Shanghai, China


We were briefly in San Francisco, and as we soared away from the airport towards China I saw the Golden Gate Bridge. It's not that visible in this photo!
We arrived in Shanghai and drove around a lot. Most of the buildings look something like this, and there was laundry hanging to dry all over!
We visited East China Normal University, which is a major school. There was a huge statue of Mao presiding over the quad. I would love to play Frisbee under his benevolent gaze!
The food was interesting. It wasn't exactly my cup of tea, seeing as it was all meaty and stuff, but it was rather intriguing. This was a normal meal: we all sat around a table and ate from a revolving platform of communal dishes. My chopsticks-skills became pretty acceptable, I think.

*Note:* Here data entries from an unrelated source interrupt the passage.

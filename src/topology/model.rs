use std::collections::{HashMap, HashSet};

use log::debug;

use super::types::{
	HostAttachment, Link, LinkEnd, Node, NodeId, OverlaySet, Point, Port, PortRef, RouteSegment,
};

/// Port number recorded on the host side of a host attachment link.
pub const HOST_PORT_NO: u32 = 0;

/// The live topology: nodes, links, both route overlays and the node index.
///
/// Every position stored in a link or segment is resolved through the node
/// index, which is rebuilt from scratch after any node mutation.
#[derive(Debug, Default)]
pub struct TopologyModel {
	nodes: Vec<Node>,
	links: Vec<Link>,
	primary: Vec<RouteSegment>,
	secondary: Vec<RouteSegment>,
	node_index: HashMap<NodeId, usize>,
}

fn is_canonical(src: &PortRef, dst: &PortRef) -> bool {
	src.node < dst.node
}

impl TopologyModel {
	pub fn new() -> Self {
		Self::default()
	}

	pub fn nodes(&self) -> &[Node] {
		&self.nodes
	}

	pub fn links(&self) -> &[Link] {
		&self.links
	}

	pub fn node_index(&self) -> &HashMap<NodeId, usize> {
		&self.node_index
	}

	pub fn index_of(&self, id: &NodeId) -> Option<usize> {
		self.node_index.get(id).copied()
	}

	pub fn overlay(&self, set: OverlaySet) -> &[RouteSegment] {
		match set {
			OverlaySet::Primary => &self.primary,
			OverlaySet::Secondary => &self.secondary,
		}
	}

	fn overlay_mut(&mut self, set: OverlaySet) -> &mut Vec<RouteSegment> {
		match set {
			OverlaySet::Primary => &mut self.primary,
			OverlaySet::Secondary => &mut self.secondary,
		}
	}

	pub fn add_nodes(&mut self, nodes: impl IntoIterator<Item = Node>) {
		for node in nodes {
			debug!("add node {}", node.id);
			self.nodes.push(node);
		}
		self.reindex();
	}

	pub fn delete_nodes(&mut self, ids: impl IntoIterator<Item = NodeId>) {
		for id in ids {
			match self.nodes.iter().position(|n| n.id == id) {
				Some(pos) => {
					debug!("delete node {id}");
					self.nodes.remove(pos);
				}
				None => debug!("delete node {id}: not present"),
			}
		}
		self.reindex();
	}

	/// Adds links in canonical orientation only. A link whose node pair is
	/// already joined is dropped, so the graph stays simple.
	pub fn add_links(&mut self, links: impl IntoIterator<Item = (PortRef, PortRef)>) {
		for (src, dst) in links {
			if !is_canonical(&src, &dst) {
				continue;
			}
			if self.links.iter().any(|l| l.joins(src.node, dst.node)) {
				debug!("link {} -> {} already present", src.node, dst.node);
				continue;
			}
			debug!(
				"add link {}:{} -> {}:{}",
				src.node, src.port_no, dst.node, dst.port_no
			);
			let (source, target) = (self.index_of(&src.node), self.index_of(&dst.node));
			self.links.push(Link {
				src,
				dst,
				source,
				target,
			});
		}
	}

	pub fn delete_links(&mut self, links: impl IntoIterator<Item = (PortRef, PortRef)>) {
		for (src, dst) in links {
			if !is_canonical(&src, &dst) {
				continue;
			}
			if let Some(pos) = self.links.iter().position(|l| l.src == src && l.dst == dst) {
				debug!("delete link {} -> {}", src.node, dst.node);
				self.links.remove(pos);
			}
		}
	}

	/// Adds each host as a node plus its attachment link. Hosts already
	/// present are left alone.
	pub fn add_hosts(&mut self, hosts: impl IntoIterator<Item = HostAttachment>) {
		let mut attachments = Vec::new();
		let mut seen = HashSet::new();
		for host in hosts {
			let id = NodeId::Host(host.addr);
			if self.node_index.contains_key(&id) || !seen.insert(id) {
				continue;
			}
			debug!("add host {} behind {}:{}", host.addr, host.port.node, host.port.port_no);
			self.nodes.push(Node::new(id));
			attachments.push((host.port, PortRef::new(id, HOST_PORT_NO)));
		}
		self.reindex();
		self.add_links(attachments);
	}

	/// Appends to an overlay. Earlier segments stay until the overlay is
	/// cleared explicitly.
	pub fn add_route_overlay(
		&mut self,
		set: OverlaySet,
		segments: impl IntoIterator<Item = (NodeId, NodeId)>,
	) {
		let resolved: Vec<RouteSegment> = segments
			.into_iter()
			.map(|(src, dst)| RouteSegment {
				src,
				dst,
				source: self.index_of(&src),
				target: self.index_of(&dst),
			})
			.collect();
		debug!("add {} segments to {set:?} overlay", resolved.len());
		self.overlay_mut(set).extend(resolved);
	}

	pub fn clear_route_overlay(&mut self, set: OverlaySet) {
		self.overlay_mut(set).clear();
	}

	/// Whether any segment of the overlay joins the link's nodes, in either
	/// direction.
	pub fn overlay_contains(&self, set: OverlaySet, link: &Link) -> bool {
		self.overlay(set).iter().any(|seg| link.joins(seg.src, seg.dst))
	}

	/// Ports derived from the current link set, first occurrence wins.
	pub fn ports(&self) -> Vec<Port> {
		let mut pushed = HashSet::new();
		let mut ports = Vec::new();
		for (link_idx, link) in self.links.iter().enumerate() {
			for (port, end) in [(link.src, LinkEnd::Source), (link.dst, LinkEnd::Target)] {
				if pushed.insert(port) {
					ports.push(Port {
						port,
						link_idx,
						end,
					});
				}
			}
		}
		ports
	}

	/// Where to draw a port marker: on its link, near its own node. `None`
	/// until both of the link's nodes have been placed.
	pub fn port_position(&self, port: &Port) -> Option<Point> {
		let link = self.links.get(port.link_idx)?;
		let (source, target) = link.endpoints()?;
		let from = self.nodes.get(source)?.pos?;
		let to = self.nodes.get(target)?.pos?;
		Some(from.lerp(to, port.end.weight()))
	}

	pub fn set_position(&mut self, index: usize, pos: Point) {
		if let Some(node) = self.nodes.get_mut(index) {
			node.pos = Some(pos);
		}
	}

	pub fn set_fixed(&mut self, index: usize, fixed: bool) {
		if let Some(node) = self.nodes.get_mut(index) {
			node.fixed = fixed;
		}
	}

	/// Rebuilds the node index and re-resolves every link and segment
	/// against it.
	pub fn reindex(&mut self) {
		self.node_index = self
			.nodes
			.iter()
			.enumerate()
			.map(|(i, node)| (node.id, i))
			.collect();

		let index = &self.node_index;
		for link in &mut self.links {
			link.source = index.get(&link.src.node).copied();
			link.target = index.get(&link.dst.node).copied();
		}
		for seg in self.primary.iter_mut().chain(self.secondary.iter_mut()) {
			seg.source = index.get(&seg.src).copied();
			seg.target = index.get(&seg.dst).copied();
		}
	}
}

I love traditional roofs. These are fake reproductions, but they're still pretty.
More:
The translations into English were awesome. I wonder what the heck is the actual Chinese name for the "Big Rockery" or — my favorite, which unfortunately I did not photograph — the "Tower of Containing Watery Jade"!
This is Anna. She is a student at East China Normal University. In this photograph she is eating the puffed rice we bought from street vendors, who were popping it right before our eyes with joyful booms!
I like these fish. They may or may not be koi. They were all over the place.
This is the "Bridge of Nine ZigZags" or something. It was created like that because apparently evil spirits cannot make it around corners (or, if they can, certainly cannot handle nine), and thus would be halted before they reached the other side. I actually counted eight and a half, but whatever.
We went up inside the Tower of the Oriental Pearl, which has no discernible function except as a TV tower and a tourist attraction. It is one of the tallest TV towers in the world, right up there with Prague's Tower of Communism (not its real name), which I was fortunate to see last fall.
This is a view from one of the globular spheres at the top. Not much was visible because Shanghai is POLLUTED!
We also got to see the Tower from the ground while we took a river cruise, and I think it is rather more spectacular at night.
At an art gallery I saw a činská kočičika! It meowed in Chinese.
In a park I saw this artist, who was painting fans with famous poems and essays. I love how well-read Chinese people seem to be, and I feel very unliterary in comparison. I bought one of his fans because they were beautiful!
Another cool literary thing: people like to "paint" poems and essays on the pavement with water and let them dry and disappear. Then they do it all over again. I think this is pretty excellent.
Here are some trees in that park:
In China, they have blood-donation buses. Speaking of blood donation, the New York Blood Center told me that because I went to China I cannot donate any corpuscules for a whole year!!!
A lot of Shanghai is under construction. There were zones like this all over the place.
This picture and the next are of exceedingly poor quality, sorry, but they do show some important parts of the city. There are countless buildings like this that all look the same, and are used to hold the city's 395013953 billion quadrillion residents.
And then there are elevated highways everywhere too, lending a futuristic air.
Ewww. Everyone spits so much on the streets that the subway system finds it necessary to remind people not to do it indoors! I heard that Beijing has a "stop spitting" campaign in full swing now in order to get people to stop the practice before the Olympics happen in 2008 and the whole world watches the city. 10 yuan says it won't work. (I found 10 yuan in my camera case after getting back to New York.)
I think the picture says it all. Except this: what the heck is a crad?
It's a CHINESE TOUR GROUP! These people could not wait patiently in line.